This page's content is no longer actively maintained, but the material has been kept on-line for historical purposes.
The page may contain broken links or outdated information, and parts may not function in current web browsers.

Science Briefs

CO2: The Thermostat that Controls Earth's Temperature

A study by GISS climate scientists recently published in the journal Science shows that atmospheric CO2 operates as a thermostat to control the temperature of Earth.

There is a close analogy to be drawn between the way an ordinary thermostat maintains the temperature of a house, and the way that atmospheric carbon dioxide (and the other minor non-condensing greenhouse gases) control the global temperature of Earth. The ordinary thermostat produces no heat of its own. Its role is to switch the furnace on and off, depending on whether the house temperature is lower or higher than the thermostat setting. If we were to carefully monitor the temperature of the house, we would see that the temperature does not stay constant at the set value, but rather exhibits a "natural variability" as the house temperature slips below the set value and then overshoots the mark with a time constant of minutes to tens of minutes, because of the thermal inertia of the house and because heating by the furnace (when it is on) is more powerful than the steady heat loss to the outdoors. If the thermostat is suddenly turned to a very high setting, the temperature will begin to rise at a rate dictated by the inertia of the house and strength of the furnace. Turning the thermostat back to normal will stop the heating.

Bar chart of climate feedbacks and forcings

Figure 1. Attribution of individual atmospheric component contributions to the terrestrial greenhouse effect, separated into feedback and forcing categories. Dotted and dashed lines depict the fractional response for single-addition and single-subtraction of individual gases to either an empty or full-component reference atmosphere, respectively. Solid black lines are the scaled averages of the dashed and dotted line fractional response results. The sum of the fractional responses must add up to the total greenhouse effect. The reference model atmosphere is for 1980 conditions.
+ View larger image or PDF

Atmospheric carbon dioxide performs a role similar to that of the house thermostat in setting the equilibrium temperature of the Earth. It differs from the house thermostat in that carbon dioxide itself is a potent greenhouse gas (GHG) warming the ground surface by means of the greenhouse effect. It is this sustained warming that enables water vapor and clouds to maintain their atmospheric distributions as the so-called feedback effects that amplify the initial warming provided by the non-condensing GHGs, and in the process, account for the bulk of the total terrestrial greenhouse effect. Since the radiative effects associated with the buildup of water vapor to near-saturation levels and the subsequent condensation into clouds are far stronger than the equilibrium level of radiative forcing by the non-condensing GHGs, this results in large local fluctuations in temperature about the global equilibrium value.
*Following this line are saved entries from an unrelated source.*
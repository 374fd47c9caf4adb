//! IP address lifecycle management.
//!
//! Address records are created by acquiring an address from one of a
//! network's prefixes, updated in place, and deleted by releasing the address
//! again. [`repository::IpRepository`] orchestrates the other modules.

pub mod allocation;
pub mod family;
pub mod query;
pub mod repository;
pub mod scope;
pub mod types;

// Re-export commonly used types
pub use allocation::AllocationEngine;
pub use query::IpQuery;
pub use repository::{Backends, IpRepository, RepositoryOptions};
pub use scope::Scope;
pub use types::{AddressFamily, AddressRecord, Allocation, IpType, Network, Project};
//! Configuration structures for ipledger.
//!
//! A configuration declares the projects and networks the in-memory lookups
//! serve, plus a few runtime settings:
//!
//! ```yaml
//! general:
//!   log_level: info
//!   request_timeout: 5s
//!   release_on_persist_failure: false
//!   state_file: ipledger-state.json
//!
//! projects:
//!   - id: p1
//!
//! networks:
//!   - id: internet
//!     project: p1
//!     shared: true
//!     prefixes: ["203.0.113.0/24", "2001:db8::/64"]
//! ```

use std::collections::HashSet;
use std::path::PathBuf;
use std::time::Duration;

use ipnet::IpNet;
use serde::{Deserialize, Serialize};

use crate::ip::repository::RepositoryOptions;
use crate::ip::types::{Network, Project};

#[derive(Debug, Clone, Serialize, Deserialize)]
pub struct Config {
    #[serde(default)]
    pub general: GeneralConfig,
    #[serde(default)]
    pub projects: Vec<ProjectConfig>,
    #[serde(default)]
    pub networks: Vec<NetworkConfig>,
}

#[derive(Debug, Clone, Serialize, Deserialize)]
pub struct GeneralConfig {
    #[serde(default = "default_log_level")]
    pub log_level: String,
    /// Deadline of a single request, e.g. "5s" or "250ms"
    #[serde(default = "default_request_timeout", with = "humantime_serde")]
    pub request_timeout: Duration,
    #[serde(default)]
    pub release_on_persist_failure: bool,
    /// State file used when none is given on the command line
    #[serde(default)]
    pub state_file: Option<PathBuf>,
}

#[derive(Debug, Clone, Serialize, Deserialize)]
pub struct ProjectConfig {
    pub id: String,
}

#[derive(Debug, Clone, Serialize, Deserialize)]
pub struct NetworkConfig {
    pub id: String,
    pub project: String,
    #[serde(default)]
    pub parent_network: Option<String>,
    #[serde(default)]
    pub shared: bool,
    /// CIDR prefixes in allocation order
    pub prefixes: Vec<String>,
}

fn default_log_level() -> String {
    "info".to_string()
}

fn default_request_timeout() -> Duration {
    Duration::from_secs(10)
}

impl Default for GeneralConfig {
    fn default() -> Self {
        Self {
            log_level: default_log_level(),
            request_timeout: default_request_timeout(),
            release_on_persist_failure: false,
            state_file: None,
        }
    }
}

/// Configuration validation errors
#[derive(Debug, thiserror::Error)]
pub enum ValidationError {
    #[error("Invalid general configuration: {0}")]
    InvalidGeneral(String),
    #[error("Invalid project configuration: {0}")]
    InvalidProject(String),
    #[error("Invalid network configuration: {0}")]
    InvalidNetwork(String),
}

impl Config {
    /// Validate the configuration
    pub fn validate(&self) -> Result<(), ValidationError> {
        if self.general.request_timeout.is_zero() {
            return Err(ValidationError::InvalidGeneral(
                "request_timeout must be greater than zero".to_string(),
            ));
        }

        let mut projects = HashSet::new();
        for project in &self.projects {
            if project.id.is_empty() {
                return Err(ValidationError::InvalidProject(
                    "project id cannot be empty".to_string(),
                ));
            }
            if !projects.insert(project.id.as_str()) {
                return Err(ValidationError::InvalidProject(format!(
                    "duplicate project id {:?}",
                    project.id
                )));
            }
        }

        let mut networks = HashSet::new();
        for network in &self.networks {
            if network.id.is_empty() {
                return Err(ValidationError::InvalidNetwork(
                    "network id cannot be empty".to_string(),
                ));
            }
            if !networks.insert(network.id.as_str()) {
                return Err(ValidationError::InvalidNetwork(format!(
                    "duplicate network id {:?}",
                    network.id
                )));
            }
            if !projects.contains(network.project.as_str()) {
                return Err(ValidationError::InvalidNetwork(format!(
                    "network {:?} references unknown project {:?}",
                    network.id, network.project
                )));
            }
            Self::validate_prefixes(network)?;
        }

        // parents may be declared after their children
        for network in &self.networks {
            if let Some(parent) = network.parent_network.as_deref().filter(|p| !p.is_empty()) {
                if !networks.contains(parent) {
                    return Err(ValidationError::InvalidNetwork(format!(
                        "network {:?} references unknown parent network {:?}",
                        network.id, parent
                    )));
                }
            }
        }

        Ok(())
    }

    fn validate_prefixes(network: &NetworkConfig) -> Result<(), ValidationError> {
        if network.prefixes.is_empty() {
            return Err(ValidationError::InvalidNetwork(format!(
                "network {:?} has no prefixes",
                network.id
            )));
        }
        for prefix in &network.prefixes {
            if let Err(e) = prefix.parse::<IpNet>() {
                return Err(ValidationError::InvalidNetwork(format!(
                    "network {:?} has invalid prefix {:?}: {}",
                    network.id, prefix, e
                )));
            }
        }
        Ok(())
    }

    /// Networks in declaration order. Only valid after [`Config::validate`].
    pub fn networks(&self) -> Vec<Network> {
        self.networks
            .iter()
            .map(|n| {
                let prefixes = n.prefixes.iter().filter_map(|p| p.parse().ok()).collect();
                let network = Network::new(n.id.as_str(), n.project.as_str(), prefixes)
                    .with_shared(n.shared);
                match &n.parent_network {
                    Some(parent) => network.with_parent(parent.as_str()),
                    None => network,
                }
            })
            .collect()
    }

    pub fn projects(&self) -> Vec<Project> {
        self.projects.iter().map(|p| Project::new(p.id.as_str())).collect()
    }

    pub fn repository_options(&self) -> RepositoryOptions {
        RepositoryOptions {
            release_on_persist_failure: self.general.release_on_persist_failure,
        }
    }
}
//! # ipledger - IP address lifecycle management for multi-tenant clusters
//!
//! ipledger manages address records drawn from administratively defined
//! network prefixes. It does not reserve addresses itself: an external
//! allocator owns the address space and an external store keeps the records.
//! This crate orchestrates both.
//!
//! ## Overview
//!
//! - **Allocation**: random or specific addresses, trying a network's
//!   prefixes in their listed order
//! - **Address families**: v4 and v6, derived from the request or defaulted
//!   from the network
//! - **Scoping**: tenants only see and change their own project's addresses;
//!   private child networks are reserved for their owner
//! - **Machine addresses**: addresses bound to a machine are hidden from
//!   listings
//! - **Failure handling**: allocator and store errors are mapped into one
//!   error taxonomy ([`error::IpError`])
//!
//! ## Architecture
//!
//! - `api`: wire records and requests, conversion to and from domain types
//! - `backend`: collaborator traits (allocator, store, lookups) and in-memory
//!   implementations
//! - `ip`: domain types, family resolution, allocation, scoping, repository
//! - `service`: tenant and admin request handlers
//! - `config` / `config_loader`: YAML configuration
//! - `context`: per-request cancellation and deadlines
//! - `tag`: tag sets and the reserved machine tag
//!
//! ## Example Usage
//!
//! ```rust,no_run
//! use std::sync::Arc;
//! use ipledger::backend::memory::{MemoryAllocator, MemoryNetworks, MemoryProjects, MemoryStore};
//! use ipledger::context::RequestContext;
//! use ipledger::ip::Backends;
//! use ipledger::{api, config_loader, service::IpService};
//!
//! # async fn run() -> color_eyre::Result<()> {
//! let config = config_loader::load_config("ipledger.yaml".as_ref())?;
//! let backends = Backends {
//!     store: Arc::new(MemoryStore::new()),
//!     allocator: Arc::new(MemoryAllocator::new()),
//!     networks: Arc::new(MemoryNetworks::new(config.networks())),
//!     projects: Arc::new(MemoryProjects::new(config.projects())),
//! };
//! let service = IpService::new(backends, config.repository_options());
//!
//! let ctx = RequestContext::with_timeout(config.general.request_timeout);
//! let ip = service
//!     .create(
//!         &ctx,
//!         &api::IpCreateRequest {
//!             project: "p1".to_string(),
//!             network: "internet".to_string(),
//!             ..Default::default()
//!         },
//!     )
//!     .await?;
//! println!("{}", ip.ip);
//! # Ok(())
//! # }
//! ```

pub mod api;
pub mod backend;
pub mod config;
pub mod config_loader;
pub mod context;
pub mod error;
pub mod ip;
pub mod service;
pub mod tag;
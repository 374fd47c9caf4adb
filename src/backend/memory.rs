//! In-process collaborators.
//!
//! These back the command line tool and the tests. The allocator here is a
//! plain reference implementation: it scans a prefix for unused host
//! addresses and picks one of the first [`SCAN_LIMIT`] at random. It is not
//! meant for large deployments.

use std::collections::{BTreeMap, BTreeSet, HashMap};
use std::net::IpAddr;
use std::sync::atomic::{AtomicUsize, Ordering};
use std::sync::{Mutex, MutexGuard, PoisonError};

use async_trait::async_trait;
use ipnet::IpNet;
use rand::rngs::StdRng;
use rand::seq::SliceRandom;
use rand::SeedableRng;
use serde::{Deserialize, Serialize};

use crate::backend::{
    AcquireIpRequest, AcquireIpResponse, Allocator, AllocatorError, Code, IpStore, NetworkLookup,
    ProjectLookup, ReleaseIpRequest, StoreError,
};
use crate::ip::query::IpQuery;
use crate::ip::types::{AddressRecord, Network, Project};

/// Number of free candidates collected before picking one at random
pub const SCAN_LIMIT: usize = 256;

fn lock<T>(m: &Mutex<T>) -> MutexGuard<'_, T> {
    m.lock().unwrap_or_else(PoisonError::into_inner)
}

/// Allocated addresses of one prefix
#[derive(Debug, Clone, PartialEq, Eq, Serialize, Deserialize)]
pub struct PrefixAllocations {
    pub prefix: IpNet,
    pub addresses: Vec<IpAddr>,
}

/// Allocator keeping its address space in memory
#[derive(Debug)]
pub struct MemoryAllocator {
    allocated: Mutex<BTreeMap<IpNet, BTreeSet<IpAddr>>>,
    rng: Mutex<StdRng>,
    acquire_calls: AtomicUsize,
    release_calls: AtomicUsize,
}

impl Default for MemoryAllocator {
    fn default() -> Self {
        Self::with_rng(StdRng::from_entropy())
    }
}

impl MemoryAllocator {
    pub fn new() -> Self {
        Self::default()
    }

    /// Deterministic allocator for reproducible runs
    pub fn with_seed(seed: u64) -> Self {
        Self::with_rng(StdRng::seed_from_u64(seed))
    }

    fn with_rng(rng: StdRng) -> Self {
        Self {
            allocated: Mutex::new(BTreeMap::new()),
            rng: Mutex::new(rng),
            acquire_calls: AtomicUsize::new(0),
            release_calls: AtomicUsize::new(0),
        }
    }

    pub fn acquire_calls(&self) -> usize {
        self.acquire_calls.load(Ordering::SeqCst)
    }

    pub fn release_calls(&self) -> usize {
        self.release_calls.load(Ordering::SeqCst)
    }

    pub fn is_allocated(&self, prefix: &IpNet, ip: &IpAddr) -> bool {
        lock(&self.allocated)
            .get(prefix)
            .is_some_and(|set| set.contains(ip))
    }

    /// Current allocations, prefix by prefix
    pub fn snapshot(&self) -> Vec<PrefixAllocations> {
        lock(&self.allocated)
            .iter()
            .map(|(prefix, set)| PrefixAllocations {
                prefix: *prefix,
                addresses: set.iter().copied().collect(),
            })
            .collect()
    }

    /// Replace all allocations with `snapshot`
    pub fn restore(&self, snapshot: Vec<PrefixAllocations>) {
        let mut allocated = lock(&self.allocated);
        allocated.clear();
        for entry in snapshot {
            allocated
                .entry(entry.prefix)
                .or_default()
                .extend(entry.addresses);
        }
    }

    fn parse_prefix(raw: &str) -> Result<IpNet, AllocatorError> {
        raw.parse().map_err(|e| {
            AllocatorError::new(Code::InvalidArgument, format!("invalid prefix {raw:?}: {e}"))
        })
    }

    fn parse_ip(raw: &str) -> Result<IpAddr, AllocatorError> {
        raw.parse().map_err(|e| {
            AllocatorError::new(Code::InvalidArgument, format!("invalid ip {raw:?}: {e}"))
        })
    }
}

#[async_trait]
impl Allocator for MemoryAllocator {
    async fn acquire_ip(&self, req: AcquireIpRequest) -> Result<AcquireIpResponse, AllocatorError> {
        self.acquire_calls.fetch_add(1, Ordering::SeqCst);
        let prefix = Self::parse_prefix(&req.prefix_cidr)?;
        let mut allocated = lock(&self.allocated);
        let taken = allocated.entry(prefix).or_default();

        let ip = match req.ip.as_deref() {
            Some(raw) => {
                let ip = Self::parse_ip(raw)?;
                if !prefix.contains(&ip) {
                    return Err(AllocatorError::new(
                        Code::InvalidArgument,
                        format!("ip {ip} is not part of prefix {prefix}"),
                    ));
                }
                if taken.contains(&ip) {
                    return Err(AllocatorError::new(
                        Code::AlreadyExists,
                        format!("ip {ip} already allocated"),
                    ));
                }
                ip
            }
            None => {
                let free: Vec<IpAddr> = prefix
                    .hosts()
                    .filter(|ip| !taken.contains(ip))
                    .take(SCAN_LIMIT)
                    .collect();
                *free.choose(&mut *lock(&self.rng)).ok_or_else(|| {
                    AllocatorError::new(Code::NotFound, format!("no more ips in prefix {prefix}"))
                })?
            }
        };

        taken.insert(ip);
        Ok(AcquireIpResponse {
            ip: ip.to_string(),
            prefix_cidr: prefix.to_string(),
        })
    }

    async fn release_ip(&self, req: ReleaseIpRequest) -> Result<(), AllocatorError> {
        self.release_calls.fetch_add(1, Ordering::SeqCst);
        let prefix = Self::parse_prefix(&req.prefix_cidr)?;
        let ip = Self::parse_ip(&req.ip)?;
        let mut allocated = lock(&self.allocated);
        match allocated.get_mut(&prefix).map(|set| set.remove(&ip)) {
            Some(true) => Ok(()),
            _ => Err(AllocatorError::new(
                Code::NotFound,
                format!("ip {ip} is not allocated in prefix {prefix}"),
            )),
        }
    }
}

/// Serializable content of a [`MemoryStore`]
#[derive(Debug, Clone, Default, PartialEq, Eq, Serialize, Deserialize)]
pub struct StoreSnapshot {
    pub next_id: u64,
    pub records: Vec<AddressRecord>,
}

/// Record store keeping insertion order
#[derive(Debug, Default)]
pub struct MemoryStore {
    inner: Mutex<StoreSnapshot>,
}

impl MemoryStore {
    pub fn new() -> Self {
        Self::default()
    }

    pub fn from_snapshot(snapshot: StoreSnapshot) -> Self {
        Self {
            inner: Mutex::new(snapshot),
        }
    }

    pub fn snapshot(&self) -> StoreSnapshot {
        lock(&self.inner).clone()
    }

    pub fn len(&self) -> usize {
        lock(&self.inner).records.len()
    }

    pub fn is_empty(&self) -> bool {
        self.len() == 0
    }
}

#[async_trait]
impl IpStore for MemoryStore {
    async fn get(&self, id: &str) -> Result<AddressRecord, StoreError> {
        lock(&self.inner)
            .records
            .iter()
            .find(|r| r.id == id)
            .cloned()
            .ok_or_else(|| StoreError::NotFound(format!("ip with id:{id}")))
    }

    async fn list(&self, query: &IpQuery) -> Result<Vec<AddressRecord>, StoreError> {
        Ok(lock(&self.inner)
            .records
            .iter()
            .filter(|r| query.matches(r))
            .cloned()
            .collect())
    }

    async fn create(&self, mut record: AddressRecord) -> Result<AddressRecord, StoreError> {
        let mut inner = lock(&self.inner);
        if inner
            .records
            .iter()
            .any(|r| r.address == record.address && r.parent_prefix == record.parent_prefix)
        {
            return Err(StoreError::AlreadyExists(format!(
                "ip {} in prefix {}",
                record.address, record.parent_prefix
            )));
        }
        inner.next_id += 1;
        record.id = inner.next_id.to_string();
        inner.records.push(record.clone());
        Ok(record)
    }

    async fn update(&self, new: &AddressRecord, old: &AddressRecord) -> Result<(), StoreError> {
        let mut inner = lock(&self.inner);
        let stored = inner
            .records
            .iter_mut()
            .find(|r| r.id == old.id)
            .ok_or_else(|| StoreError::NotFound(format!("ip with id:{}", old.id)))?;
        if stored != old {
            return Err(StoreError::Conflict(format!("ip with id:{}", old.id)));
        }
        *stored = new.clone();
        Ok(())
    }

    async fn delete(&self, record: &AddressRecord) -> Result<(), StoreError> {
        let mut inner = lock(&self.inner);
        let pos = inner
            .records
            .iter()
            .position(|r| r.id == record.id)
            .ok_or_else(|| StoreError::NotFound(format!("ip with id:{}", record.id)))?;
        inner.records.remove(pos);
        Ok(())
    }
}

/// Fixed set of networks.
///
/// The project scope is not used to hide networks: every network is
/// resolvable by id and sharing rules are left to the repository.
#[derive(Debug, Default)]
pub struct MemoryNetworks {
    networks: HashMap<String, Network>,
}

impl MemoryNetworks {
    pub fn new(networks: impl IntoIterator<Item = Network>) -> Self {
        Self {
            networks: networks.into_iter().map(|n| (n.id.clone(), n)).collect(),
        }
    }
}

#[async_trait]
impl NetworkLookup for MemoryNetworks {
    async fn get(&self, _project_scope: &str, network_id: &str) -> Result<Network, StoreError> {
        self.networks
            .get(network_id)
            .cloned()
            .ok_or_else(|| StoreError::NotFound(format!("network {network_id}")))
    }
}

/// Fixed set of projects
#[derive(Debug, Default)]
pub struct MemoryProjects {
    projects: HashMap<String, Project>,
}

impl MemoryProjects {
    pub fn new(projects: impl IntoIterator<Item = Project>) -> Self {
        Self {
            projects: projects.into_iter().map(|p| (p.id.clone(), p)).collect(),
        }
    }
}

#[async_trait]
impl ProjectLookup for MemoryProjects {
    async fn get(&self, project_id: &str) -> Result<Project, StoreError> {
        self.projects
            .get(project_id)
            .cloned()
            .ok_or_else(|| StoreError::NotFound(format!("project {project_id}")))
    }
}
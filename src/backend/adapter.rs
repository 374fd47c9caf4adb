//! Translation between domain calls and the allocator's message shapes.

use std::net::IpAddr;
use std::sync::Arc;

use ipnet::IpNet;

use crate::backend::{AcquireIpRequest, Allocator, Code, ReleaseIpRequest};
use crate::context::RequestContext;
use crate::error::IpError;

/// Why an acquisition did not produce an address
#[derive(Debug, Clone, PartialEq, Eq)]
pub enum AcquireError {
    /// No free address left in the prefix
    Exhausted,
    /// The requested specific address is already allocated
    Taken,
    /// Anything else, already classified
    Failed(IpError),
}

/// Outcome of a successful release
#[derive(Debug, Clone, Copy, PartialEq, Eq)]
pub enum Release {
    Released,
    /// The allocator did not hold the address any more
    AlreadyAbsent,
}

/// Domain-facing wrapper around an [`Allocator`]
#[derive(Clone)]
pub struct AllocatorAdapter {
    allocator: Arc<dyn Allocator>,
}

impl AllocatorAdapter {
    pub fn new(allocator: Arc<dyn Allocator>) -> Self {
        Self { allocator }
    }

    /// Acquire `specific` from `prefix`, or any free address when `None`.
    ///
    /// The returned address is checked to lie inside `prefix` (and to equal
    /// `specific` when one was requested); a misbehaving allocator is
    /// reported as an internal error.
    pub async fn acquire(
        &self,
        ctx: &RequestContext,
        prefix: &IpNet,
        specific: Option<IpAddr>,
    ) -> Result<IpAddr, AcquireError> {
        let req = AcquireIpRequest {
            prefix_cidr: prefix.to_string(),
            ip: specific.map(|ip| ip.to_string()),
        };

        let resp = match ctx.run(self.allocator.acquire_ip(req)).await {
            Err(interrupted) => return Err(AcquireError::Failed(interrupted)),
            Ok(Err(e)) => {
                return Err(match e.code {
                    Code::NotFound => AcquireError::Exhausted,
                    Code::AlreadyExists => AcquireError::Taken,
                    _ => AcquireError::Failed(IpError::internal(e.to_string())),
                })
            }
            Ok(Ok(resp)) => resp,
        };

        let ip: IpAddr = resp.ip.parse().map_err(|e| {
            AcquireError::Failed(IpError::internal(format!(
                "allocator returned unparsable ip {:?}: {e}",
                resp.ip
            )))
        })?;
        if !prefix.contains(&ip) {
            return Err(AcquireError::Failed(IpError::internal(format!(
                "allocator returned ip {ip} outside of prefix {prefix}"
            ))));
        }
        if let Some(wanted) = specific {
            if wanted != ip {
                return Err(AcquireError::Failed(IpError::internal(format!(
                    "allocator returned ip {ip} instead of requested {wanted}"
                ))));
            }
        }
        Ok(ip)
    }

    /// Release `ip` back into `prefix`. An address the allocator no longer
    /// knows is reported as [`Release::AlreadyAbsent`], not as an error.
    pub async fn release(
        &self,
        ctx: &RequestContext,
        ip: IpAddr,
        prefix: &IpNet,
    ) -> Result<Release, IpError> {
        let req = ReleaseIpRequest {
            ip: ip.to_string(),
            prefix_cidr: prefix.to_string(),
        };
        match ctx.run(self.allocator.release_ip(req)).await? {
            Ok(()) => Ok(Release::Released),
            Err(e) if e.code == Code::NotFound => Ok(Release::AlreadyAbsent),
            Err(e) => Err(IpError::internal(e.to_string())),
        }
    }
}
use crate::config::Config;
use color_eyre::eyre::WrapErr;
use color_eyre::Result;
use log::info;
use std::fs::File;
use std::path::Path;

/// Load, parse and validate configuration from a YAML file
pub fn load_config(config_path: &Path) -> Result<Config> {
    info!("Loading configuration from: {:?}", config_path);

    let file = File::open(config_path)
        .wrap_err_with(|| format!("Failed to open configuration '{}'", config_path.display()))?;

    let config: Config = serde_yaml::from_reader(file)
        .wrap_err_with(|| format!("Failed to parse configuration '{}'", config_path.display()))?;

    config.validate()?;

    info!(
        "Loaded {} projects and {} networks",
        config.projects.len(),
        config.networks.len()
    );

    Ok(config)
}
//! Address acquisition across the prefixes of a network.
//!
//! Prefixes are tried in the order they are listed on the network and are
//! never re-sorted, so operators can steer allocation by prefix placement.

use std::net::IpAddr;

use crate::backend::{AcquireError, AllocatorAdapter};
use crate::context::RequestContext;
use crate::error::{IpError, IpResult};
use crate::ip::types::{AddressFamily, Allocation, Network};

#[derive(Clone)]
pub struct AllocationEngine {
    adapter: AllocatorAdapter,
}

impl AllocationEngine {
    pub fn new(adapter: AllocatorAdapter) -> Self {
        Self { adapter }
    }

    pub fn adapter(&self) -> &AllocatorAdapter {
        &self.adapter
    }

    /// Acquire any free address of `family` from `network`.
    ///
    /// Exhausted prefixes are skipped; any other allocator failure aborts.
    pub async fn allocate_random(
        &self,
        ctx: &RequestContext,
        network: &Network,
        family: AddressFamily,
    ) -> IpResult<Allocation> {
        for prefix in network.prefixes_of(family) {
            match self.adapter.acquire(ctx, prefix, None).await {
                Ok(address) => {
                    return Ok(Allocation {
                        address,
                        prefix: *prefix,
                    })
                }
                Err(AcquireError::Exhausted) => {
                    log::debug!("Prefix {} of network {} is exhausted", prefix, network.id);
                    continue;
                }
                Err(AcquireError::Taken) => {
                    return Err(IpError::internal(format!(
                        "allocator reported a conflict for a random ip in prefix {prefix}"
                    )))
                }
                Err(AcquireError::Failed(e)) => return Err(e),
            }
        }

        Err(IpError::ResourceExhausted(format!(
            "cannot allocate free {family} ip in network {}, no ips left",
            network.id
        )))
    }

    /// Acquire exactly `literal` from the first prefix of `network` that
    /// contains it.
    pub async fn allocate_specific(
        &self,
        ctx: &RequestContext,
        network: &Network,
        literal: &str,
    ) -> IpResult<Allocation> {
        let ip: IpAddr = literal.parse().map_err(|e| {
            IpError::invalid(format!("unable to parse specific ip {literal:?}: {e}"))
        })?;
        let family = AddressFamily::of(&ip);

        let Some(prefix) = network.prefixes_of(family).find(|p| p.contains(&ip)) else {
            return Err(IpError::invalid(format!(
                "specific ip {ip} not contained in any of the defined prefixes of network {}",
                network.id
            )));
        };

        match self.adapter.acquire(ctx, prefix, Some(ip)).await {
            Ok(address) => Ok(Allocation {
                address,
                prefix: *prefix,
            }),
            Err(AcquireError::Taken) => {
                Err(IpError::Conflict(format!("ip {ip} already allocated")))
            }
            Err(AcquireError::Exhausted) => Err(IpError::internal(format!(
                "allocator does not know prefix {prefix} of ip {ip}"
            ))),
            Err(AcquireError::Failed(e)) => Err(e),
        }
    }
}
Together with the similar non-linear responses involving the ocean heat capacity, the net effect is the "natural variability" that the climate system exhibits regionally, and on inter-annual and decadal timescales, whether the global equilibrium temperature of the Earth is being kept fixed, or is being forced to re-adjust in response to changes in the level of atmospheric GHGs.

This assessment comes about as the result of climate modeling experiments which show that it is the non-condensing greenhouse gases such as carbon dioxide, methane, ozone, nitrous oxide, and chlorofluorocarbons that provide the necessary atmospheric temperature structure that ultimately determines the sustainable range for atmospheric water vapor and cloud amounts, and thus controls their radiative contribution to the terrestrial greenhouse effect. From this it follows that these non-condensing greenhouse gases provide the temperature environment that is necessary for water vapor and cloud feedback effects to operate, without which the water vapor dominated greenhouse effect would inevitably collapse and plunge the global climate into an icebound Earth state.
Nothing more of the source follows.